Alors que la loi camerounaise a prévu un nombre incalculable de mesures d’assouplissement pour favoriser l’épanouissement social des déficients visuels, la Dynamique des aveugles et malvoyants intellectuels du Cameroun (Damic) constate pour le regretter que lesdites mesures peinent à être implémentées. Fort de cet état de fait, plusieurs membres de cette association ont signé le 2 mars 2021, une pétition qu’ils ont adressé au Chef de l’Etat enfin d’extérioriser leurs malaises pluriels et multisectoriels. La rédaction de Lebledparle.com vous propose ci-dessous l’intégralité de ce document envoyé ce jeudi 4 mars 2021 à la rédaction de Lebledparle.com.


Aveugle cAMER
Cabral Libii (c) Droits réservés

Son Excellence monsieur le Président de la République,

Nous, personnes handicapées de la vue, regroupées au sein de la DAMIC entendue Dynamique des Aveugles et Malvoyants Intellectuels du Cameroun, association apolitique, à but non lucratif et ayant son siège à Yaoundé, avons décidé de briser le silence face aux multiples discriminations et préjugés dont nous souffrons dans notre pays. Son excellence, huit ans après la promulgation de la loi N° 2010/002 du 13 avril 2010 portant protection et promotion des personnes handicapées, vous avez signé le décret N° 2018/233/ PM DU 26 JUILLET 2018 fixant les modalités d’application de celle-ci.

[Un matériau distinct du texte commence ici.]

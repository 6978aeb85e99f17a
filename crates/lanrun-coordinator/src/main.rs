//! lanrun coordinator daemon

use std::net::SocketAddr;
use std::path::PathBuf;

use clap::Parser;
use tracing::{error, info};
use tracing_subscriber::EnvFilter;

use lanrun_coordinator::{Config, Coordinator};

#[derive(Parser)]
#[command(name = "lanrun-coordinator")]
#[command(about = "Hands out work units to lanrun workers on the local network")]
#[command(version)]
struct Args {
    /// UDP address for discovery queries
    #[arg(long, default_value = "0.0.0.0:9999")]
    discovery_addr: SocketAddr,

    /// TCP address for worker sessions
    #[arg(long, default_value = "0.0.0.0:10000")]
    session_addr: SocketAddr,

    /// Host announced to workers (detected when omitted)
    #[arg(long)]
    advertise_host: Option<String>,

    /// Directory of pending work units
    #[arg(long, default_value = "tasks")]
    tasks_dir: PathBuf,

    /// Directory results are written to
    #[arg(long, default_value = "results")]
    results_dir: PathBuf,

    /// Seconds a claimed unit is leased before redelivery (0 deletes on claim)
    #[arg(long, default_value = "120")]
    lease_timeout: u64,

    /// Deliveries before an uncompleted unit is moved aside (0 is unlimited)
    #[arg(long, default_value = "5")]
    max_deliveries: u32,

    /// Directory units that never completed are moved to
    #[arg(long, default_value = "failed")]
    failed_dir: PathBuf,

    /// Seconds of silence before a peer is evicted
    #[arg(long, default_value = "45")]
    peer_timeout: u64,

    /// Seconds between reaper sweeps
    #[arg(long, default_value = "5")]
    reaper_interval: u64,

    /// Seconds a session may sit idle before it is closed
    #[arg(long, default_value = "30")]
    idle_timeout: u64,

    /// Serve /health, /metrics and /v1/peers on this address
    #[arg(long)]
    http_addr: Option<SocketAddr>,
}

impl From<Args> for Config {
    fn from(args: Args) -> Self {
        Self {
            discovery_addr: args.discovery_addr,
            session_addr: args.session_addr,
            advertise_host: args.advertise_host,
            tasks_dir: args.tasks_dir,
            results_dir: args.results_dir,
            lease_timeout_secs: args.lease_timeout,
            max_deliveries: args.max_deliveries,
            failed_dir: args.failed_dir,
            peer_timeout_secs: args.peer_timeout,
            reaper_interval_secs: args.reaper_interval,
            session_idle_timeout_secs: args.idle_timeout,
            http_addr: args.http_addr,
            ..Config::default()
        }
    }
}

#[tokio::main]
async fn main() -> Result<(), Box<dyn std::error::Error>> {
    // Initialize tracing
    tracing_subscriber::fmt()
        .with_env_filter(EnvFilter::try_from_default_env().unwrap_or_else(|_| "info".into()))
        .with_target(true)
        .init();

    let config = Config::from(Args::parse());
    let coordinator = Coordinator::bind(config).await?;

    info!(
        session_addr = %coordinator.session_addr()?,
        discovery_addr = %coordinator.discovery_addr()?,
        http_addr = ?coordinator.http_addr(),
        announce = %format!("{}:{}", coordinator.announce().host, coordinator.announce().port),
        "Starting lanrun coordinator"
    );

    tokio::select! {
        result = coordinator.run() => {
            if let Err(e) = result {
                error!(error = %e, "Coordinator stopped");
                return Err(e.into());
            }
        }
        _ = tokio::signal::ctrl_c() => {
            info!("Shutting down");
        }
    }

    Ok(())
}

Ce décret tant attendu par la plupart des handicapés en général et les non-voyants en particulier est venu faciliter et même rendre possible l’application de certaines dispositions non élucidées dans la loi susdite, lesquelles tendent à la protection et la promotion des droits plus favorables sur le plan éducatif, professionnel et social, et qui concourent à leur bien-être.

En effet, beaucoup parmi nous étaient convaincus que ce geste augurait une nouvelle politique du gouvernement plus favorable à la prise en compte de l’approche handicape dans la mise en œuvre de ses projets de société et de développement du Cameroun. Sur le plan éducatif, l’article 4 de ce décret impose à l’Etat certaines obligations afin de rendre possible l’éducation des handicapés, à savoir : « L’initiation aux méthodes de communication appropriées leur (personnes handicapées) permettant d’accéder à une scolarisation normale et à une formation professionnelle ;

– L’élaboration des référentiels dans les programmes scolaires, universitaires et de formation professionnelle des enseignants pour l’apprentissage de la langue des signes et de l’écriture braille ;

– L’aménagement des établissements publics classiques pour faciliter l’accès des élèves et étudiants handicapés dans les salles de classe ;

– La mise à disposition des enseignants et formateurs spécialisés dans les établissements scolaires et universitaires publics qui accueillent les élèves et étudiants handicapés ;

– L’affectation de personnels qualifiés dans les institutions privées d’éducation spéciale ;

– La formation initiale et continue du personnel spécialisé dans l’encadrement des personnes handicapées ;

– L’octroi aux élèves et étudiants handicapés des matériels didactiques appropriés selon la nature du handicap ;

– La mise à contribution d’interprètes à la langue des signes en milieu scolaire ou universitaire ;

– L’instauration pour malentendants de l’épreuve de correction orthographique en lieu et place de l’épreuve de dictée ;

– L’installation des élèves ou étudiants handicapés dans les salles situées au rez-de chaussée ou près du tableau, en fonction de la nature de leurs handicaps ;

– La dispense d’âge. »

L’article 5 fait obligation aux responsables des établissements publics et privés d’éducation inclusive et spéciale, au début de chaque année scolaire et universitaire, de :

« – élaborer des fiches d’inscription comportant des données permettant de disposer des statistiques sur le nombre d’élèves ou d’étudiants handicapés, ainsi que sur la nature et le degré de déficience de ces derniers ;

– Dresser un rapport circonstancié faisant ressortir les besoins spécifiques d’ordre matériel et financier des élèves ou étudiants handicapés, deux (02) mois au plus après la rentrée scolaire et universitaire. Ledit rapport est adressé au Ministre chargé du secteur de l’éducation concerné et au Ministre chargé des affaires sociales, par la voie hiérarchique de leurs délégations départementales territorialement compétentes. »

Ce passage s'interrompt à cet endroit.